You are in a tavern. An old wizard approaches you. He whispers in your ear "Barnestorming #9". Roll 1D20.

On the Table

Conquest of Nerath may not do anything particularly new, but it does the Gamemaster thing better than just about any game since the 1980s- and it trims enough fat that it can actually be completed before everybody just kind of gets tired of playing and lets the guy with the most territories or biggest army win. It’s a vastly different kind of game than Runewars or its ilk, it’s very traditionalist and sort of defiantly old-school but in ways that I think are to its credit. It knows exactly what its aims are, and if your goals match up with what the game is trying to do, you’re going to have a good time with it. In other words, dice should be rolled directly into the box lid. Review is at Gameshark.

I played an utterly ridiculous game of Settlers last night. Due to some bad weather and a couple of cancellations, we had a smaller than expected turnout at the Hellfire Club. I had only brought four player games, and we wound up with six. We played Princes of the Renaissance, which was fun once I remembered how to play it about ¾ of the way through it, and afterwards we had to rely on the Hellfire Club’s very small library of mostly very long games since I stupidly left Cosmic Encounter at home. So we went with Settlers with Cities and Knights.

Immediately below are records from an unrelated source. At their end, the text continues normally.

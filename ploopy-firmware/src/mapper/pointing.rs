use ploopy_common::globals::TrackballConfig;

use crate::input::Motion;

/// Sensor resolution selection and the drag scroll accumulator.
#[derive(Debug, Default)]
pub(super) struct Pointing {
    dpi_index: u8,
    sniper: bool,
    drag_momentary: bool,
    drag_latched: bool,
    scroll_h: f32,
    scroll_v: f32,
    cpi: u16,
}

impl Pointing {
    pub(super) fn new(config: &TrackballConfig, saved_dpi_index: Option<u8>) -> Self {
        let dpi_index = config.dpi_index(saved_dpi_index);
        Self {
            dpi_index,
            cpi: config.dpi(dpi_index),
            ..Default::default()
        }
    }

    pub(super) fn dpi_index(&self) -> u8 {
        self.dpi_index
    }

    /// The CPI last handed to the sensor.
    pub(super) fn cpi(&self) -> u16 {
        self.cpi
    }

    pub(super) fn is_drag_scrolling(&self) -> bool {
        self.drag_momentary || self.drag_latched
    }

    #[cfg(test)]
    pub(super) fn is_drag_latched(&self) -> bool {
        self.drag_latched
    }

    pub(super) fn next_dpi(&mut self, config: &TrackballConfig) -> u8 {
        self.dpi_index = config.next_dpi_index(self.dpi_index);
        self.dpi_index
    }

    pub(super) fn set_sniper(&mut self, on: bool) {
        self.sniper = on;
    }

    pub(super) fn set_drag_momentary(&mut self, on: bool) {
        let was = self.is_drag_scrolling();
        self.drag_momentary = on;
        self.drag_changed(was);
    }

    pub(super) fn toggle_drag_latch(&mut self) {
        let was = self.is_drag_scrolling();
        self.drag_latched = !self.drag_latched;
        self.drag_changed(was);
    }

    pub(super) fn cancel_drag_latch(&mut self) -> bool {
        if !self.drag_latched {
            return false;
        }
        let was = self.is_drag_scrolling();
        self.drag_latched = false;
        self.drag_changed(was);
        true
    }

    fn drag_changed(&mut self, was: bool) {
        if was != self.is_drag_scrolling() {
            self.scroll_h = 0.0;
            self.scroll_v = 0.0;
        }
    }

    fn effective_cpi(&self, config: &TrackballConfig) -> u16 {
        if self.is_drag_scrolling() {
            config.drag_scroll_dpi(self.dpi_index)
        } else if self.sniper {
            config.sniper_dpi
        } else {
            config.dpi(self.dpi_index)
        }
    }

    /// Recalculate the sensor resolution. Returns the new CPI only if it changed.
    pub(super) fn update_cpi(&mut self, config: &TrackballConfig) -> Option<u16> {
        let cpi = self.effective_cpi(config);
        if cpi == self.cpi {
            None
        } else {
            self.cpi = cpi;
            Some(cpi)
        }
    }

    /// Convert motion into `(wheel, pan)` keeping the fractional remainder for the next call.
    pub(super) fn drag_scroll(&mut self, config: &TrackballConfig, motion: Motion) -> (i8, i8) {
        self.scroll_h += motion.x as f32 / config.drag_scroll_divisor_h;
        self.scroll_v += motion.y as f32 / config.drag_scroll_divisor_v;

        let pan = take_whole(&mut self.scroll_h);
        let wheel = take_whole(&mut self.scroll_v);
        if config.drag_scroll_invert {
            (-wheel, pan)
        } else {
            (wheel, pan)
        }
    }
}

/// Remove the whole part of `acc` (toward zero) up to the HID range and return it. Anything past
/// the range stays for the next report.
fn take_whole(acc: &mut f32) -> i8 {
    let whole = (*acc as i32).clamp(-127, 127);
    *acc -= whole as f32;
    whole as i8
}

#[cfg(test)]
#[path = "pointing_test.rs"]
mod test;
use tracing::trace;

use crate::error::TopologyError;
use crate::topology::{Mesh, Segment, TriangleId, VertexId};

/// Restores the Delaunay property around a freshly inserted vertex.
///
/// Each entry of `pending` is a triangle having `point` as a corner together
/// with its edge opposite `point`. Whenever the triangle across that edge has
/// `point` inside its circumcircle, the shared edge is flipped and the two
/// new outer edges are queued. Entries are visited depth-first in the order
/// given. Returns the number of flips performed.
///
/// # Errors
///
/// Returns an error if the adjacency around `point` is inconsistent.
pub fn legalize(
    mesh: &mut Mesh,
    point: VertexId,
    pending: &[(TriangleId, Segment)],
) -> Result<usize, TopologyError> {
    let position = mesh.vertex(point)?;
    let mut stack: Vec<(TriangleId, Segment)> = pending.iter().rev().copied().collect();
    let mut flips = 0;

    while let Some((triangle, edge)) = stack.pop() {
        if !mesh.contains_triangle(triangle) {
            continue;
        }
        // Boundary edges are legal by definition.
        let Some(neighbor) = mesh.triangle(triangle)?.opposite_neighbor(&edge) else {
            continue;
        };
        if !mesh.triangle(neighbor)?.shape().is_point_in_circumcircle(position) {
            continue;
        }

        let (apex, [first, second]) = flip(mesh, triangle, neighbor, &edge, point)?;
        flips += 1;
        trace!(?triangle, ?neighbor, "flipped edge");

        stack.push((second, Segment::new(apex, edge.b())));
        stack.push((first, Segment::new(apex, edge.a())));
    }

    Ok(flips)
}

/// Replaces `triangle` and `neighbor`, which share `edge`, with the two
/// triangles over the other diagonal of their quadrilateral.
///
/// `triangle` must have `point` as its corner off `edge`. Returns the
/// neighbor's far corner and the new triangles `(apex, edge.a, point)` and
/// `(apex, edge.b, point)`.
fn flip(
    mesh: &mut Mesh,
    triangle: TriangleId,
    neighbor: TriangleId,
    edge: &Segment,
    point: VertexId,
) -> Result<(VertexId, [TriangleId; 2]), TopologyError> {
    if mesh.triangle(triangle)?.non_edge_vertex(edge) != Some(point) {
        return Err(TopologyError::InvalidTopology(format!(
            "{triangle:?} is not opposite {point:?} across {edge:?}"
        )));
    }
    let apex = mesh
        .triangle(neighbor)?
        .non_edge_vertex(edge)
        .ok_or_else(|| TopologyError::NotAnEdge(format!("{edge:?}")))?;

    let old_near = mesh.remove_triangle(triangle)?;
    let old_far = mesh.remove_triangle(neighbor)?;
    let (ea, eb) = (edge.a(), edge.b());

    let data = mesh.make_triangle(apex, ea, point)?;
    let first = mesh.add_triangle(data);
    let data = mesh.make_triangle(apex, eb, point)?;
    let second = mesh.add_triangle(data);

    mesh.link(first, &Segment::new(apex, point), Some(second))?;
    for (new, end) in [(first, ea), (second, eb)] {
        let near_edge = Segment::new(end, point);
        mesh.link(new, &near_edge, old_near.opposite_neighbor(&near_edge))?;
        let far_edge = Segment::new(apex, end);
        mesh.link(new, &far_edge, old_far.opposite_neighbor(&far_edge))?;
    }

    Ok((apex, [first, second]))
}

#[cfg(test)]
#[allow(clippy::unwrap_used)]
mod tests {
    use super::*;
    use crate::geometry::Coordinate;

    /// Kite a(0,0) b(2,-1) c(4,0) d(2,1).
    fn kite() -> (Mesh, [VertexId; 4]) {
        let mut mesh = Mesh::new();
        let a = mesh.add_vertex(Coordinate::planar(0.0, 0.0));
        let b = mesh.add_vertex(Coordinate::planar(2.0, -1.0));
        let c = mesh.add_vertex(Coordinate::planar(4.0, 0.0));
        let d = mesh.add_vertex(Coordinate::planar(2.0, 1.0));
        (mesh, [a, b, c, d])
    }

    fn pair(
        mesh: &mut Mesh,
        near: [VertexId; 3],
        far: [VertexId; 3],
        shared: Segment,
    ) -> (TriangleId, TriangleId) {
        let data = mesh.make_triangle(near[0], near[1], near[2]).unwrap();
        let near = mesh.add_triangle(data);
        let data = mesh.make_triangle(far[0], far[1], far[2]).unwrap();
        let far = mesh.add_triangle(data);
        mesh.link(near, &shared, Some(far)).unwrap();
        (near, far)
    }

    #[test]
    fn illegal_edge_is_flipped() {
        // Long diagonal a–c: d lies inside the circumcircle of (a, b, c).
        let (mut mesh, [a, b, c, d]) = kite();
        let (near, far) = pair(&mut mesh, [a, c, d], [a, b, c], Segment::new(a, c));

        let flips = legalize(&mut mesh, d, &[(near, Segment::new(a, c))]).unwrap();
        assert_eq!(flips, 1);
        assert_eq!(mesh.triangle_count(), 2);
        assert!(!mesh.contains_triangle(near));
        assert!(!mesh.contains_triangle(far));
        mesh.validate_adjacency().unwrap();

        let diagonal = Segment::new(b, d);
        for (_, data) in mesh.triangles() {
            assert!(data.shares_edge(&diagonal));
            assert!(data.opposite_neighbor(&diagonal).is_some());
        }
        assert!(mesh.find_any_triangle_on_edge(&Segment::new(a, c)).is_none());
    }

    #[test]
    fn legal_edge_is_kept() {
        // Short diagonal b–d is already Delaunay.
        let (mut mesh, [a, b, c, d]) = kite();
        let (near, far) = pair(&mut mesh, [a, b, d], [b, c, d], Segment::new(b, d));

        let flips = legalize(&mut mesh, a, &[(near, Segment::new(b, d))]).unwrap();
        assert_eq!(flips, 0);
        assert!(mesh.contains_triangle(near));
        assert!(mesh.contains_triangle(far));
    }

    #[test]
    fn boundary_edge_needs_no_flip() {
        let (mut mesh, [a, b, c, d]) = kite();
        let (near, _) = pair(&mut mesh, [a, c, d], [a, b, c], Segment::new(a, c));

        let flips = legalize(&mut mesh, c, &[(near, Segment::new(a, d))]).unwrap();
        assert_eq!(flips, 0);
        assert!(mesh.contains_triangle(near));
        assert_eq!(mesh.triangle_count(), 2);
    }

    #[test]
    fn flip_rewires_outer_neighbors() {
        let (mut mesh, [a, b, c, d]) = kite();
        let (near, far) = pair(&mut mesh, [a, c, d], [a, b, c], Segment::new(a, c));
        let e = mesh.add_vertex(Coordinate::planar(1.0, -3.0));
        let data = mesh.make_triangle(a, e, b).unwrap();
        let outer = mesh.add_triangle(data);
        mesh.link(outer, &Segment::new(a, b), Some(far)).unwrap();

        let flips = legalize(&mut mesh, d, &[(near, Segment::new(a, c))]).unwrap();
        assert_eq!(flips, 1);
        mesh.validate_adjacency().unwrap();

        let ab = Segment::new(a, b);
        let (replacement, data) = mesh
            .triangles()
            .find(|(_, t)| t.shares_edge(&ab) && t.has_vertex(d))
            .unwrap();
        assert_eq!(data.opposite_neighbor(&ab), Some(outer));
        assert_eq!(
            mesh.triangle(outer).unwrap().opposite_neighbor(&ab),
            Some(replacement)
        );
    }

    #[test]
    fn triangle_without_point_is_rejected() {
        let (mut mesh, [a, b, c, d]) = kite();
        let (near, far) = pair(&mut mesh, [a, c, d], [a, b, c], Segment::new(a, c));
        let stray = mesh.add_vertex(Coordinate::planar(2.0, -0.5));

        // `stray` violates the far circumcircle but is not a corner of `near`.
        let err = legalize(&mut mesh, stray, &[(near, Segment::new(a, c))]).unwrap_err();
        assert!(matches!(err, TopologyError::InvalidTopology(_)));
        assert!(mesh.contains_triangle(near));
        assert!(mesh.contains_triangle(far));
    }
}
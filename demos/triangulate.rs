//! Triangulates a small terrain sample and prints the resulting triangles.
//!
//! Usage:
//! ```text
//! cargo run --example triangulate
//! RUST_LOG=tinmesh=trace cargo run --example triangulate
//! ```

use tinmesh::operations::query::{ElevationAt, IsDelaunay};
use tinmesh::{Coordinate, DelaunayTriangulator, Result};

fn main() -> Result<()> {
    // Default: WARN for everything, INFO for tinmesh.
    // Override with RUST_LOG env var (e.g. RUST_LOG=tinmesh=debug).
    let env_filter = tracing_subscriber::EnvFilter::from_default_env()
        .add_directive(tracing_subscriber::filter::LevelFilter::WARN.into())
        .add_directive("triangulate=info".parse().unwrap_or_default())
        .add_directive("tinmesh=info".parse().unwrap_or_default());
    tracing_subscriber::fmt().with_env_filter(env_filter).init();

    let samples = vec![
        Coordinate::new(0.0, 0.0, 12.0),
        Coordinate::new(10.0, 0.0, 14.5),
        Coordinate::new(10.0, 10.0, 18.0),
        Coordinate::new(0.0, 10.0, 13.0),
        Coordinate::new(4.0, 3.0, 15.2),
        Coordinate::new(7.0, 6.5, 16.8),
        Coordinate::new(2.5, 7.5, 14.1),
    ];

    let mut triangulator = DelaunayTriangulator::new(samples);
    let mesh = triangulator.triangulate()?;

    for (id, data) in mesh.triangles() {
        let [a, b, c] = *data.shape().corners();
        println!("{id:?}: {a} {b} {c}");
    }
    println!(
        "{} triangles, {} Delaunay violations",
        mesh.triangle_count(),
        IsDelaunay::new().execute(mesh).len()
    );
    if let Some(z) = ElevationAt::new(5.0, 5.0).execute(mesh) {
        println!("elevation at (5, 5): {z:.3}");
    }
    Ok(())
}
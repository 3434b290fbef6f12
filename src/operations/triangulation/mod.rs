mod insertion;
mod legalize;
mod seed;

pub use insertion::{insert_vertex, InsertionKind, InsertionOutcome};
pub use legalize::legalize;
pub use seed::bounding_triangle;

use rand::seq::SliceRandom;
use rand::Rng;
use tracing::{debug, trace, warn};

use crate::error::{OperationError, Result, TinError};
use crate::geometry::Coordinate;
use crate::topology::Mesh;

/// Parameters controlling triangulation.
#[derive(Debug, Clone, Copy)]
pub struct TriangulationParams {
    /// Multiplier applied to the largest absolute input component to size
    /// the bounding triangle.
    ///
    /// A hull triangle whose circumcircle reaches a bounding corner is lost
    /// in cleanup, so thin triangles along the hull need a larger scale
    /// than the default.
    pub seed_scale: f64,
    /// Distance of the bounding corners from the origin, in units of the
    /// scaled extent.
    pub seed_spread: f64,
    /// Check neighbor reciprocity after every insertion.
    pub validate_adjacency: bool,
}

impl Default for TriangulationParams {
    fn default() -> Self {
        Self {
            seed_scale: 16.0,
            seed_spread: 3.0,
            validate_adjacency: false,
        }
    }
}

/// Progress of a [`DelaunayTriangulator`] run.
#[derive(Debug, Clone, PartialEq)]
pub enum TriangulationState {
    Uninitialized,
    /// The bounding triangle is in place.
    Seeded,
    /// Inserting the point at this index of the input sequence.
    Inserting(usize),
    /// Removing triangles that touch the bounding triangle.
    Cleanup,
    Done,
    Failed(TinError),
}

/// Incremental Delaunay triangulator.
///
/// Owns the input sequence and, after a successful run, the resulting
/// [`Mesh`]. Points are inserted in sequence order; the order shapes the
/// intermediate meshes but not the final triangulation.
#[derive(Debug)]
pub struct DelaunayTriangulator {
    points: Vec<Coordinate>,
    params: TriangulationParams,
    state: TriangulationState,
    mesh: Option<Mesh>,
}

impl DelaunayTriangulator {
    /// Creates a triangulator over `points` with default parameters.
    #[must_use]
    pub fn new(points: Vec<Coordinate>) -> Self {
        Self::with_params(points, TriangulationParams::default())
    }

    /// Creates a triangulator over `points`.
    #[must_use]
    pub fn with_params(points: Vec<Coordinate>, params: TriangulationParams) -> Self {
        Self {
            points,
            params,
            state: TriangulationState::Uninitialized,
            mesh: None,
        }
    }

    /// Returns the input points in insertion order.
    #[must_use]
    pub fn points(&self) -> &[Coordinate] {
        &self.points
    }

    #[must_use]
    pub fn params(&self) -> &TriangulationParams {
        &self.params
    }

    #[must_use]
    pub fn state(&self) -> &TriangulationState {
        &self.state
    }

    /// Randomly permutes the insertion order.
    pub fn shuffle<R: Rng + ?Sized>(&mut self, rng: &mut R) {
        self.points.shuffle(rng);
    }

    /// Reorders the points so that the `i`-th inserted point is the one
    /// previously at `permutation[i]`.
    ///
    /// # Errors
    ///
    /// Returns [`OperationError::InvalidPermutation`] unless `permutation`
    /// contains every index `0..n` exactly once.
    pub fn permute(&mut self, permutation: &[usize]) -> Result<()> {
        let n = self.points.len();
        if permutation.len() != n {
            return Err(OperationError::InvalidPermutation(format!(
                "expected {n} indices, got {}",
                permutation.len()
            ))
            .into());
        }
        let mut seen = vec![false; n];
        for &index in permutation {
            match seen.get_mut(index) {
                Some(slot) if !*slot => *slot = true,
                Some(_) => {
                    return Err(OperationError::InvalidPermutation(format!(
                        "index {index} appears twice"
                    ))
                    .into())
                }
                None => {
                    return Err(OperationError::InvalidPermutation(format!(
                        "index {index} is out of range for {n} points"
                    ))
                    .into())
                }
            }
        }
        self.points = permutation.iter().map(|&i| self.points[i]).collect();
        Ok(())
    }

    /// Builds the Delaunay triangulation of the points.
    ///
    /// Any mesh from a previous run is discarded first.
    ///
    /// # Errors
    ///
    /// Returns [`OperationError::NotEnoughPoints`] for fewer than three
    /// points, and
    /// [`TopologyError::DegenerateBoundaryInsertion`](crate::error::TopologyError::DegenerateBoundaryInsertion)
    /// if a point lands on an edge of the current mesh boundary.
    pub fn triangulate(&mut self) -> Result<&Mesh> {
        self.mesh = None;
        self.state = TriangulationState::Uninitialized;

        if self.points.len() < 3 {
            let err: TinError = OperationError::NotEnoughPoints {
                found: self.points.len(),
            }
            .into();
            warn!(points = self.points.len(), "refusing to triangulate");
            self.state = TriangulationState::Failed(err.clone());
            return Err(err);
        }

        match self.run() {
            Ok(mesh) => {
                self.state = TriangulationState::Done;
                debug!(triangles = mesh.triangle_count(), "triangulation done");
                Ok(&*self.mesh.insert(mesh))
            }
            Err(err) => {
                warn!(state = ?self.state, error = %err, "triangulation failed");
                self.state = TriangulationState::Failed(err.clone());
                Err(err)
            }
        }
    }

    fn run(&mut self) -> Result<Mesh> {
        let mut mesh = Mesh::new();

        let corners = bounding_triangle(&self.points, &self.params);
        let seed = corners.map(|corner| mesh.add_vertex(corner));
        let data = mesh.make_triangle(seed[0], seed[1], seed[2])?;
        mesh.add_triangle(data);
        self.state = TriangulationState::Seeded;
        debug!(reach = corners[1].x, points = self.points.len(), "seeded bounding triangle");

        for (index, &point) in self.points.iter().enumerate() {
            self.state = TriangulationState::Inserting(index);
            let vertex = mesh.add_vertex(point);
            let outcome = insert_vertex(&mut mesh, vertex)?;
            trace!(index, kind = ?outcome.kind, flips = outcome.flips, "inserted point");

            if self.params.validate_adjacency {
                mesh.validate_adjacency()?;
            }
        }

        self.state = TriangulationState::Cleanup;
        let mut purged = 0;
        for vertex in seed {
            purged += mesh.purge_using_vertex(vertex);
            mesh.remove_vertex(vertex);
        }
        debug!(purged, "removed triangles touching the bounding triangle");

        Ok(mesh)
    }

    /// Returns the mesh of the last successful run.
    #[must_use]
    pub fn mesh(&self) -> Option<&Mesh> {
        self.mesh.as_ref()
    }

    /// Returns the mesh of the last successful run for post-filtering.
    pub fn mesh_mut(&mut self) -> Option<&mut Mesh> {
        self.mesh.as_mut()
    }

    /// Consumes the triangulator, returning the mesh of the last successful run.
    #[must_use]
    pub fn into_mesh(self) -> Option<Mesh> {
        self.mesh
    }
}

I had a couple of drinks so I didn’t really want to bother with a bunch of rules folderol. I more or less just set the game up at random and laid out the number chips willy-nilly. We didn’t have enough somehow, so we just declared that all empty lands would produce on ALL numbers. There was some initial balking and appeals to balance, but eventually everyone was on board with me that it didn’t really matter as long as we had fun.

And we did have fun. Lots of it. The only detrimental effect that the weird resource placement had was that the game ended quicker, but it was still complete and competitive. We had one guy that would have like 10 bricks in his hand by the time his turn came around. It created these unusual situations where a player would be practically a monopoly on trading for one kind of resource. Once cities were built and commodities were circulating, it ended pretty quickly though.

We played fast and loose with the rules in general…we had one person totally forget the “no adjacency” rule, but by the time anyone noticed it was too late anyway. The game- and our fun- was not affected at all by the mistake.

So the moral of the story- once again- is that the fun of games is in who and how you play them, not what the games actually are or what’s written in the rulebook.

I’m trying to get Godzilla: Kaiju World Wars played a couple of times to review next week…but it’s just so deathly uninteresting.

 

On the Consoles

Shadows of the Damned is a screaming disappointment, I never would have thought a game made by guys that are responsible for stuff like Resident Evil 4, Killer 7, Vanquish, and No More Heroes would be so mediocre, safe, and average. Look past the Castlevania-meets-Cannibal Corpse art direction and the intermittent sparks of brilliance (small revelations about the culture of Hell and storybooks telling the origins of the bosses) and it’s just an average-at-best third person shooter with extraordinary music. Sorry, I’m not surprised any longer when a Suda 51 game breaks the fourth wall or throws in a crude 2D segment. I’m writing the review tomorrow for Gameshark.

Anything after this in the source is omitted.